▶ _Task goal_
Look through the records and report how many lines include the word "trim", with no other words.

▶ _Information provided_

use chrono::Utc;
use std::sync::Arc;

use crate::session::errors::SessionError;
use crate::session::types::{Session, SessionConfig};
use crate::storage::{SessionStore, StoredSession};
use crate::utils::{base64url_decode, gen_random_string};

/// Random bytes per session id (128 bits)
const SESSION_ID_BYTES: usize = 16;

/// Length of a base64url-encoded session id
const SESSION_ID_LEN: usize = 22;

/// Fresh ids drawn before giving up on a colliding insert
const MAX_ID_ATTEMPTS: usize = 8;

/// Issues, resolves and revokes session ids over a pluggable [`SessionStore`].
///
/// The manager is cheap to clone; clones share the same store.
///
/// # Example
///
/// ```no_run
/// use std::sync::Arc;
/// use session_auth::{InMemorySessionStore, SessionConfig, SessionManager};
///
/// # async fn demo() -> Result<(), session_auth::SessionError> {
/// let manager = SessionManager::new(
///     SessionConfig::from_seconds(3600),
///     Arc::new(InMemorySessionStore::new()),
/// );
/// let session_id = manager.create_session("alice@example.com").await?;
/// assert_eq!(manager.resolve_session(session_id.as_str()).await?, "alice@example.com");
/// manager.destroy_session(session_id.as_str()).await?;
/// # Ok(())
/// # }
/// ```
#[derive(Clone)]
pub struct SessionManager {
    config: SessionConfig,
    store: Arc<dyn SessionStore>,
}

impl std::fmt::Debug for SessionManager {
    fn fmt(&self, f: &mut std::fmt::Formatter<'_>) -> std::fmt::Result {
        f.debug_struct("SessionManager")
            .field("config", &self.config)
            .finish_non_exhaustive()
    }
}

impl SessionManager {
    pub fn new(config: SessionConfig, store: Arc<dyn SessionStore>) -> Self {
        tracing::info!(
            expiry_secs = config.effective_expiry().map(|d| d.num_seconds()),
            "Creating session manager"
        );
        Self { config, store }
    }

    pub fn config(&self) -> &SessionConfig {
        &self.config
    }

    /// Create a session for `principal_id` and return its id.
    ///
    /// # Errors
    /// * `InvalidArgument` if the principal id is absent or blank
    /// * `Storage` if the store fails, or no unused id could be drawn
    pub async fn create_session<'a>(
        &self,
        principal_id: impl Into<Option<&'a str>>,
    ) -> Result<String, SessionError> {
        let principal_id = principal_id
            .into()
            .filter(|p| !p.trim().is_empty())
            .ok_or_else(|| {
                SessionError::InvalidArgument("principal id must not be empty".to_string())
            })?;

        for _ in 0..MAX_ID_ATTEMPTS {
            let session_id = gen_random_string(SESSION_ID_BYTES)?;
            let stored = StoredSession::new(session_id.clone(), principal_id.to_string());

            if self.store.put_if_absent(stored).await? {
                tracing::debug!(
                    session = %redact_id(&session_id),
                    "Session created"
                );
                return Ok(session_id);
            }

            tracing::warn!("Session id collision, drawing a new id");
        }

        Err(SessionError::Storage(
            "Could not allocate a unique session id".to_string(),
        ))
    }

    /// Return the principal bound to `session_id`.
    ///
    /// Absent, malformed, unknown and expired ids all yield `NotFound`.
    pub async fn resolve_session<'a>(
        &self,
        session_id: impl Into<Option<&'a str>>,
    ) -> Result<String, SessionError> {
        self.session(session_id).await.map(|s| s.principal_id)
    }

    /// Like [`resolve_session`](Self::resolve_session), returning the whole session record.
    pub async fn session<'a>(
        &self,
        session_id: impl Into<Option<&'a str>>,
    ) -> Result<Session, SessionError> {
        let session_id = well_formed(session_id.into()).ok_or(SessionError::NotFound)?;
        let stored = self.live_entry(session_id).await?;
        Ok(Session::from_stored(stored, &self.config))
    }

    /// Remove the session `session_id`.
    ///
    /// Returns `NotFound` when there was nothing live to remove. An expired entry is
    /// still deleted but reported like one that never existed.
    pub async fn destroy_session<'a>(
        &self,
        session_id: impl Into<Option<&'a str>>,
    ) -> Result<(), SessionError> {
        let session_id = well_formed(session_id.into()).ok_or(SessionError::NotFound)?;
        self.live_entry(session_id).await?;

        if self.store.remove(session_id).await? {
            tracing::debug!(session = %redact_id(session_id), "Session destroyed");
            Ok(())
        } else {
            Err(SessionError::NotFound)
        }
    }

    /// The stored entry for `session_id` if it has not expired.
    ///
    /// Expired entries are removed on read so they do not accumulate.
    async fn live_entry(&self, session_id: &str) -> Result<StoredSession, SessionError> {
        let stored = self
            .store
            .get(session_id)
            .await?
            .ok_or(SessionError::NotFound)?;

        if self.config.is_expired(stored.created_at, Utc::now()) {
            tracing::debug!(session = %redact_id(session_id), "Session expired");
            if let Err(e) = self.store.remove(session_id).await {
                tracing::warn!(error = %e, "Failed to remove expired session");
            }
            return Err(SessionError::NotFound);
        }

        Ok(stored)
    }
}

/// Accept only ids shaped like the ones this manager issues.
fn well_formed(session_id: Option<&str>) -> Option<&str> {
    let id = session_id?;
    if id.len() != SESSION_ID_LEN {
        return None;
    }
    match base64url_decode(id) {
        Ok(bytes) if bytes.len() == SESSION_ID_BYTES => Some(id),
        _ => None,
    }
}

/// First characters of an id, safe for logs
fn redact_id(session_id: &str) -> String {
    let prefix: String = session_id.chars().take(6).collect();
    format!("{prefix}…")
}
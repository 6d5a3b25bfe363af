use sqlx::{Pool, Postgres, Sqlite};

/// SQLite pool, file backed or in memory
#[derive(Clone, Debug)]
pub struct SqliteDataStore {
    pub(super) pool: sqlx::SqlitePool,
}

/// PostgreSQL pool
#[derive(Clone, Debug)]
pub struct PostgresDataStore {
    pub(super) pool: sqlx::PgPool,
}

impl SqliteDataStore {
    pub fn new(pool: sqlx::SqlitePool) -> Self {
        Self { pool }
    }
}

impl PostgresDataStore {
    pub fn new(pool: sqlx::PgPool) -> Self {
        Self { pool }
    }
}

/// A relational connection pool shared by the session and user tables.
///
/// Exactly one of the accessors returns a pool; callers dispatch on it to pick the
/// SQL dialect.
pub trait DataStore: Send + Sync + std::fmt::Debug {
    fn as_sqlite(&self) -> Option<&Pool<Sqlite>>;
    fn as_postgres(&self) -> Option<&Pool<Postgres>>;
}

impl DataStore for SqliteDataStore {
    fn as_sqlite(&self) -> Option<&Pool<Sqlite>> {
        Some(&self.pool)
    }

    fn as_postgres(&self) -> Option<&Pool<Postgres>> {
        None
    }
}

impl DataStore for PostgresDataStore {
    fn as_sqlite(&self) -> Option<&Pool<Sqlite>> {
        None
    }

    fn as_postgres(&self) -> Option<&Pool<Postgres>> {
        Some(&self.pool)
    }
}
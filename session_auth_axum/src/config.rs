//! Environment configuration for the axum integration

use std::sync::LazyLock;

/// How the `require_auth` middleware identifies the caller
#[derive(Debug, Clone, Copy, PartialEq, Eq, Default)]
pub enum AuthType {
    /// Session id in the session cookie
    #[default]
    Session,
    /// `Authorization: Basic ...` on every request
    Basic,
}

/// Selected by `AUTH_TYPE` (`session_auth` or `basic_auth`)
pub static AUTH_TYPE: LazyLock<AuthType> =
    LazyLock::new(|| parse_auth_type(std::env::var("AUTH_TYPE").ok().as_deref()));

/// Paths that skip authentication, from the comma separated `EXCLUDED_PATHS`
pub static EXCLUDED_PATHS: LazyLock<Vec<String>> =
    LazyLock::new(|| parse_excluded_paths(std::env::var("EXCLUDED_PATHS").ok().as_deref()));

const DEFAULT_EXCLUDED_PATHS: &str = "/status/,/auth_session/login/,/users/";

fn parse_auth_type(value: Option<&str>) -> AuthType {
    match value.map(str::trim) {
        None | Some("") | Some("session_auth") => AuthType::Session,
        Some("basic_auth") => AuthType::Basic,
        Some(other) => {
            tracing::warn!("Unknown AUTH_TYPE '{}', using session_auth", other);
            AuthType::Session
        }
    }
}

fn parse_excluded_paths(value: Option<&str>) -> Vec<String> {
    value
        .unwrap_or(DEFAULT_EXCLUDED_PATHS)
        .split(',')
        .map(str::trim)
        .filter(|p| !p.is_empty())
        .map(String::from)
        .collect()
}

#[cfg(test)]
mod tests {
    use super::*;

    #[test]
    fn test_parse_auth_type() {
        assert_eq!(parse_auth_type(None), AuthType::Session);
        assert_eq!(parse_auth_type(Some("session_auth")), AuthType::Session);
        assert_eq!(parse_auth_type(Some("basic_auth")), AuthType::Basic);
        assert_eq!(parse_auth_type(Some(" basic_auth ")), AuthType::Basic);
        assert_eq!(parse_auth_type(Some("oauth")), AuthType::Session);
    }

    #[test]
    fn test_parse_excluded_paths_default() {
        assert_eq!(
            parse_excluded_paths(None),
            vec!["/status/", "/auth_session/login/", "/users/"]
        );
    }

    #[test]
    fn test_parse_excluded_paths_custom() {
        assert_eq!(
            parse_excluded_paths(Some(" /a/ , /b/*,,")),
            vec!["/a/", "/b/*"]
        );
        assert!(parse_excluded_paths(Some("")).is_empty());
    }
}
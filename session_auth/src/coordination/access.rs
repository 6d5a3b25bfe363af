/// Whether a request to `path` needs authentication.
///
/// Paths are compared with a trailing slash, so `/api/v1/status` and `/api/v1/status/` are the
/// same path. An excluded entry ending in `*` matches every path starting with the part before
/// the `*`. A missing path or an empty exclusion list always requires authentication.
pub fn require_auth<S: AsRef<str>>(path: Option<&str>, excluded_paths: &[S]) -> bool {
    let Some(path) = path else {
        return true;
    };
    if excluded_paths.is_empty() {
        return true;
    }

    let path = if path.ends_with('/') {
        path.to_string()
    } else {
        format!("{path}/")
    };

    !excluded_paths.iter().any(|excluded| {
        let excluded = excluded.as_ref();
        match excluded.strip_suffix('*') {
            Some(prefix) => path.starts_with(prefix),
            None => path == excluded,
        }
    })
}
use thiserror::Error;

#[derive(Debug, Error, Clone)]
pub enum StorageError {
    #[error("Storage error: {0}")]
    Storage(String),

    #[error("Invalid configuration: {0}")]
    Config(String),
}

impl From<sqlx::Error> for StorageError {
    fn from(err: sqlx::Error) -> Self {
        Self::Storage(err.to_string())
    }
}
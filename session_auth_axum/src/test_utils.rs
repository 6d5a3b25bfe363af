//! Shared helpers for router and extractor tests

use axum::{body::Body, response::Response};
use http::{Request, header};
use serde_json::Value;
use std::sync::Arc;

use session_auth::{
    AuthService, InMemorySessionStore, SESSION_COOKIE_NAME, SessionConfig, SessionManager,
    UserStore, connect_data_store,
};

use crate::config::AuthType;
use crate::state::AuthState;

/// State over fresh in-memory stores with the default exclusions
pub(crate) async fn test_state(auth_type: AuthType) -> AuthState {
    let sessions = SessionManager::new(
        SessionConfig::from_seconds(3600),
        Arc::new(InMemorySessionStore::new()),
    );
    let users = UserStore::new(
        connect_data_store("sqlite::memory:").expect("Failed to open in-memory SQLite database"),
    );
    users.init().await.expect("Failed to initialize UserStore");

    AuthState::new(AuthService::new(sessions, users).with_password_cost(4))
        .with_auth_type(auth_type)
        .with_excluded_paths(["/status/", "/auth_session/login/", "/users/"])
}

pub(crate) fn form_request(method: &str, uri: &str, body: &str) -> Request<Body> {
    Request::builder()
        .method(method)
        .uri(uri)
        .header(header::CONTENT_TYPE, "application/x-www-form-urlencoded")
        .body(Body::from(body.to_string()))
        .unwrap()
}

pub(crate) fn request_with_cookie(method: &str, uri: &str, cookie: Option<&str>) -> Request<Body> {
    let mut builder = Request::builder().method(method).uri(uri);
    if let Some(cookie) = cookie {
        builder = builder.header(header::COOKIE, cookie);
    }
    builder.body(Body::empty()).unwrap()
}

/// `name=value` of the session cookie set by `response`
pub(crate) fn session_cookie(response: &Response) -> Option<String> {
    response
        .headers()
        .get_all(header::SET_COOKIE)
        .iter()
        .filter_map(|v| v.to_str().ok())
        .filter_map(|v| v.split(';').next())
        .find(|pair| pair.starts_with(&format!("{}=", SESSION_COOKIE_NAME.as_str())))
        .map(String::from)
}

pub(crate) async fn body_json(response: Response) -> Value {
    let bytes = axum::body::to_bytes(response.into_body(), usize::MAX)
        .await
        .expect("Failed to read body");
    serde_json::from_slice(&bytes).expect("Body is not JSON")
}
use async_trait::async_trait;
use std::collections::HashMap;
use std::collections::hash_map::Entry;
use tokio::sync::Mutex;

use crate::storage::errors::StorageError;
use crate::storage::types::StoredSession;

use super::types::{InMemorySessionStore, SessionStore};

impl InMemorySessionStore {
    pub fn new() -> Self {
        tracing::info!("Creating new in-memory session store");
        Self {
            entries: Mutex::new(HashMap::new()),
        }
    }
}

impl Default for InMemorySessionStore {
    fn default() -> Self {
        Self::new()
    }
}

#[async_trait]
impl SessionStore for InMemorySessionStore {
    async fn init(&self) -> Result<(), StorageError> {
        Ok(()) // Nothing to initialize for in-memory store
    }

    async fn put_if_absent(&self, session: StoredSession) -> Result<bool, StorageError> {
        let mut entries = self.entries.lock().await;
        match entries.entry(session.session_id.clone()) {
            Entry::Occupied(_) => Ok(false),
            Entry::Vacant(slot) => {
                slot.insert(session);
                Ok(true)
            }
        }
    }

    async fn get(&self, session_id: &str) -> Result<Option<StoredSession>, StorageError> {
        Ok(self.entries.lock().await.get(session_id).cloned())
    }

    async fn remove(&self, session_id: &str) -> Result<bool, StorageError> {
        Ok(self.entries.lock().await.remove(session_id).is_some())
    }
}
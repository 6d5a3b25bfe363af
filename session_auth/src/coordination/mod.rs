//! Authentication coordination
//!
//! Ties the session manager, the user store and password hashing together into the
//! register / login / current user / logout flows used by the HTTP layer.

mod access;
mod auth;
mod errors;

pub use access::require_auth;
pub use auth::AuthService;
pub use errors::CoordinationError;
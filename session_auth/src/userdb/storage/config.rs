use std::{env, sync::LazyLock};

use crate::storage::{DB_TABLE_PREFIX, connect_data_store};
use crate::userdb::errors::UserError;

use super::store_type::UserStore;

/// Users table name
pub static DB_TABLE_USERS: LazyLock<String> = LazyLock::new(|| {
    env::var("DB_TABLE_USERS").unwrap_or_else(|_| format!("{}{}", *DB_TABLE_PREFIX, "users"))
});

/// Connection URL of the user database
static USER_DB_URL: LazyLock<String> = LazyLock::new(|| {
    env::var("USER_DB_URL").unwrap_or_else(|_| "sqlite::memory:".to_string())
});

/// Build and initialize a [`UserStore`] from `USER_DB_URL`
pub async fn user_store_from_env() -> Result<UserStore, UserError> {
    let store = UserStore::new(connect_data_store(USER_DB_URL.as_str())?);
    store.init().await?;
    Ok(store)
}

▶ _Answer to this problem_
3